Little data exist on the illegal employment of children. Estimates based on violations of child labor laws often combine hour violations and hazardous-order violations. These estimates depend on known violations, which vary from year to year because of such factors as the number of inspectors available and the industries targeted for inspection. Furthermore, these estimates are unlikely to include children and adolescents employed in sweatshops or in other illegal activities.
Recommendation: The Bureau of Labor Statistics should periodically conduct special studies to document the employment of children under the age of 14 and of special populations of children and adolescents, such as minorities, immigrants, migrant farmworkers, and those who are poor or disabled. Also needed are periodic studies of children and adolescents who are illegally employed.
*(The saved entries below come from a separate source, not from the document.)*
//! # Emotune - Mood-Driven Playlists
//!
//! Emotune maps the emotions detected on a face during a scan onto songs.
//! The classifier and camera loop live elsewhere; this binary takes the
//! resulting labels on the command line.
//!
//! ## Usage
//!
//! ```bash
//! # Songs for the dominant emotion (local files first, curated list otherwise)
//! emotune recommend Happy Happy Sad
//!
//! # Weighted playlist over the tagged dataset
//! emotune playlist --dataset muse_v3.csv Sad Sad Angry Happy
//!
//! # Inspect ranking and curated playlists
//! emotune rank Fearful Sad Sad
//! emotune catalog Happy
//! ```

use anyhow::{Context, Result};
use clap::{CommandFactory, Parser};
use log::{debug, info, warn};
use std::path::Path;

use emotune::aggregator;
use emotune::catalog::fixed;
use emotune::catalog::local::LocalCatalog;
use emotune::catalog::partition::PartitionedTable;
use emotune::cli::{self, Command};
use emotune::completion;
use emotune::config::RuntimeConfig;
use emotune::emotion::EmotionLabel;
use emotune::error::RecommendError;
use emotune::recommend::{self, Recommendation, WeightedPlaylist};

/// Configuration from the optional file, overridden by the environment.
fn load_config(path: Option<&Path>) -> Result<RuntimeConfig> {
    let config = match path {
        Some(path) => {
            let mut config = RuntimeConfig::load(path)?;
            config.apply_env(|key| std::env::var(key).ok());
            config
        }
        None => RuntimeConfig::from_env(),
    };
    debug!("Effective configuration: {config:?}");
    Ok(config)
}

fn print_json<T: serde::Serialize>(value: &T) -> Result<()> {
    let json = serde_json::to_string_pretty(value).context("Failed to serialize output")?;
    println!("{json}");
    Ok(())
}

fn print_recommendation(rec: &Recommendation) {
    println!("Recommended songs for: {}", rec.dominant_emotion);
    for (idx, song) in rec.songs.iter().enumerate() {
        let origin = if song.is_local { " [local]" } else { "" };
        println!("{:>3}. {} - {}{origin}", idx + 1, song.name, song.artist);
        println!("     {}", song.link);
    }
}

fn print_weighted_playlist(playlist: &WeightedPlaylist) {
    println!("Recommended songs for: {}", playlist.dominant_emotion);
    for allocation in &playlist.allocations {
        match allocation.outcome {
            recommend::DrawOutcome::Drawn { count } => {
                println!("  {:<10} {count}/{}", allocation.emotion.as_str(), allocation.requested);
            }
            recommend::DrawOutcome::Shortfall { available } => {
                println!(
                    "  {:<10} skipped ({available} available, {} requested)",
                    allocation.emotion.as_str(),
                    allocation.requested
                );
            }
        }
    }
    if playlist.songs.is_empty() {
        println!("No recommendations available.");
        return;
    }
    for (idx, song) in playlist.display_songs().iter().enumerate() {
        println!("{:>3}. {} - {}", idx + 1, song.name, song.artist);
        println!("     {}", song.link);
    }
}

/// Main entry point for the Emotune application.
///
/// Logging is controlled via `RUST_LOG`:
/// - `RUST_LOG=debug emotune recommend Happy` - Enable debug logging
/// - `RUST_LOG=emotune::recommend=trace emotune playlist Sad` - Module-specific logging
fn main() -> Result<()> {
    env_logger::init();

    let args = cli::Args::parse();
    let config = load_config(args.config.as_deref())?;

    match args.command {
        Command::Recommend {
            emotions,
            songs_dir,
            base_url,
            output,
        } => {
            if emotions.is_empty() {
                return Err(RecommendError::MissingInput.into());
            }
            let mut config = config;
            if let Some(dir) = songs_dir {
                config.songs_dir = dir;
            }
            if let Some(url) = base_url {
                config.base_url = url;
            }

            let catalog = LocalCatalog::new(config.resolved_songs_dir()?);
            info!("Looking for local songs under {}", catalog.root().display());
            let rec = recommend::recommend_labels(
                Some(emotions.as_slice()),
                &catalog,
                &config.base_url,
                &mut rand::thread_rng(),
            )?;

            if output.json {
                print_json(&rec)?;
            } else {
                print_recommendation(&rec);
            }
        }
        Command::Playlist {
            emotions,
            dataset,
            bucket_size,
            output,
        } => {
            let ranked = aggregator::rank_labels(emotions.as_slice())?;
            if ranked.is_empty() {
                warn!("No emotions detected, nothing to recommend");
            }

            let dataset = dataset.unwrap_or(config.dataset_path);
            let table = PartitionedTable::from_csv_with_bucket_size(&dataset, bucket_size)
                .with_context(|| format!("Failed to load song dataset {}", dataset.display()))?;
            let playlist = recommend::weighted_playlist(&ranked, &table, &mut rand::thread_rng());

            if output.json {
                print_json(&playlist)?;
            } else {
                print_weighted_playlist(&playlist);
            }
        }
        Command::Rank { emotions } => {
            let ranked = aggregator::rank_labels(emotions.as_slice())?;
            let names: Vec<&str> = ranked.iter().map(|e| e.as_str()).collect();
            println!("Ranked: {}", names.join(", "));
            println!(
                "Dominant: {}",
                ranked.first().copied().unwrap_or_default()
            );
        }
        Command::Catalog { emotion } => {
            let emotions = match emotion {
                Some(name) => vec![EmotionLabel::parse_label(&name)?],
                None => EmotionLabel::ALL.to_vec(),
            };
            for emotion in emotions {
                println!("{emotion}:");
                for (idx, song) in fixed::playlist(emotion).iter().enumerate() {
                    println!("  {}. {} - {} ({})", idx + 1, song.name, song.artist, song.link);
                }
            }
        }
        Command::Completion { shell } => {
            let mut cmd = cli::Args::command();
            completion::generate_completions(completion::shell_to_completion_shell(&shell), &mut cmd);
            if shell == cli::Shell::Fish {
                completion::generate_fish_emotion_completions(&mut std::io::stdout())
                    .context("Failed to write fish completions")?;
            }
        }
        Command::CompleteEmotions => {
            for name in completion::emotion_completions() {
                println!("{name}");
            }
        }
    }

    Ok(())
}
The bureau's sampling methodology is designed to provide reliable estimates of employment at a national level, but the size of the sample often limits the detail with which reliable state-specific estimates can be made. Yet enforcement of child labor laws and occupational safety and health regulations is frequently done at the state level. State-specific estimates of employment in those industries and jobs where youths predominantly work are necessary not only for determining reliable rates of injury or illness, but also for targeting state-based inspections of compliance with child labor laws and sites for workplace-based educational efforts.
Recommendation: The Bureau of Labor Statistics should develop methods to generate reliable estimates of youth employment at the state level.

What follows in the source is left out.